TASK GOAL
Retype the records exactly.

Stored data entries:
//! Consumes watcher events and drives the executor/registry (spec.md §4.6
//! "Agent"). Create and Update are handled identically — ensure a healthy
//! process exists and the Service/Endpoints point at it — so a replayed
//! Created event after a restart is a no-op rather than a double-spawn.

use crate::error::Result;
use crate::executor::SharedExecutor;
use crate::metrics::Metrics;
use crate::registry::Registry;
use crate::watcher::Event;

use std::net::IpAddr;
use std::sync::Arc;

use kube::api::Api;
use kube::{Client, ResourceExt};
use llmkube_operator::crd::inference_service::InferenceService;
use llmkube_operator::crd::model::{Accelerator, Model, ModelPhase};
use tokio::sync::mpsc::Receiver;
use tracing::{info, warn};

pub struct Agent {
    client: Client,
    executor: SharedExecutor,
    registry: Registry,
    host_ip: IpAddr,
    metrics: Metrics,
}

impl Agent {
    pub fn new(client: Client, executor: SharedExecutor, host_ip: IpAddr, metrics: Metrics) -> Self {
        let registry = Registry::new(client.clone());
        Self { client, executor, registry, host_ip, metrics }
    }

    pub async fn run(self: Arc<Self>, mut events: Receiver<Event>) {
        while let Some(event) = events.recv().await {
            if let Err(e) = self.handle(event.clone()).await {
                warn!(msg = "failed to handle inference service event", event = ?event, error = %e);
                self.metrics.record_failure(&e);
            }
            self.metrics
                .managed_processes
                .set(self.executor.running_keys().await.len() as i64);
        }
    }

    async fn handle(&self, event: Event) -> Result<()> {
        match event {
            Event::Created(svc) | Event::Updated(svc) => self.reconcile_local(svc).await,
            Event::Deleted { namespace, name } => {
                let key = format!("{namespace}/{name}");
                self.executor.stop(&key).await?;
                self.registry.unregister(&namespace, &name).await
            }
        }
    }

    async fn reconcile_local(&self, svc: InferenceService) -> Result<()> {
        let namespace = svc.namespace().unwrap_or_default();
        let key = format!("{namespace}/{}", svc.name_any());

        let models: Api<Model> = Api::namespaced(self.client.clone(), &namespace);
        let model = match models.get(&svc.spec.model_ref).await {
            Ok(m) => m,
            Err(kube::Error::Api(e)) if e.code == 404 => {
                info!(msg = "referenced model not found, skipping", key = %key);
                return Ok(());
            }
            Err(e) => return Err(e.into()),
        };

        if model.spec.hardware.as_ref().map(|h| h.accelerator) != Some(Accelerator::Metal) {
            return Ok(());
        }
        let Some(status) = model.status.as_ref() else { return Ok(()) };
        if !matches!(status.phase, Some(ModelPhase::Ready)) {
            return Ok(());
        }

        let port = self.executor.ensure_running(&key, &model, &svc.spec).await?;
        self.registry.register(&svc, self.host_ip, port).await
    }
}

OUTPUT FOR THIS TASK
//! Consumes watcher events and drives the executor/registry (spec.md §4.6
//! "Agent"). Create and Update are handled identically — ensure a healthy
//! process exists and the Service/Endpoints point at it — so a replayed
//! Created event after a restart is a no-op rather than a double-spawn.

use crate::error::Result;
use crate::executor::SharedExecutor;
use crate::metrics::Metrics;
use crate::registry::Registry;
use crate::watcher::Event;

use std::net::IpAddr;
use std::sync::Arc;

use kube::api::Api;
use kube::{Client, ResourceExt};
use llmkube_operator::crd::inference_service::InferenceService;
use llmkube_operator::crd::model::{Accelerator, Model, ModelPhase};
use tokio::sync::mpsc::Receiver;
use tracing::{info, warn};

pub struct Agent {
    client: Client,
    executor: SharedExecutor,
    registry: Registry,
    host_ip: IpAddr,
    metrics: Metrics,
}

impl Agent {
    pub fn new(client: Client, executor: SharedExecutor, host_ip: IpAddr, metrics: Metrics) -> Self {
        let registry = Registry::new(client.clone());
        Self { client, executor, registry, host_ip, metrics }
    }

    pub async fn run(self: Arc<Self>, mut events: Receiver<Event>) {
        while let Some(event) = events.recv().await {
            if let Err(e) = self.handle(event.clone()).await {
                warn!(msg = "failed to handle inference service event", event = ?event, error = %e);
                self.metrics.record_failure(&e);
            }
            self.metrics
                .managed_processes
                .set(self.executor.running_keys().await.len() as i64);
        }
    }

    async fn handle(&self, event: Event) -> Result<()> {
        match event {
            Event::Created(svc) | Event::Updated(svc) => self.reconcile_local(svc).await,
            Event::Deleted { namespace, name } => {
                let key = format!("{namespace}/{name}");
                self.executor.stop(&key).await?;
                self.registry.unregister(&namespace, &name).await
            }
        }
    }

    async fn reconcile_local(&self, svc: InferenceService) -> Result<()> {
        let namespace = svc.namespace().unwrap_or_default();
        let key = format!("{namespace}/{}", svc.name_any());

        let models: Api<Model> = Api::namespaced(self.client.clone(), &namespace);
        let model = match models.get(&svc.spec.model_ref).await {
            Ok(m) => m,
            Err(kube::Error::Api(e)) if e.code == 404 => {
                info!(msg = "referenced model not found, skipping", key = %key);
                return Ok(());
            }
            Err(e) => return Err(e.into()),
        };

        if model.spec.hardware.as_ref().map(|h| h.accelerator) != Some(Accelerator::Metal) {
            return Ok(());
        }
        let Some(status) = model.status.as_ref() else { return Ok(()) };
        if !matches!(status.phase, Some(ModelPhase::Ready)) {
            return Ok(());
        }

        let port = self.executor.ensure_running(&key, &model, &svc.spec).await?;
        self.registry.register(&svc, self.host_ip, port).await
    }
}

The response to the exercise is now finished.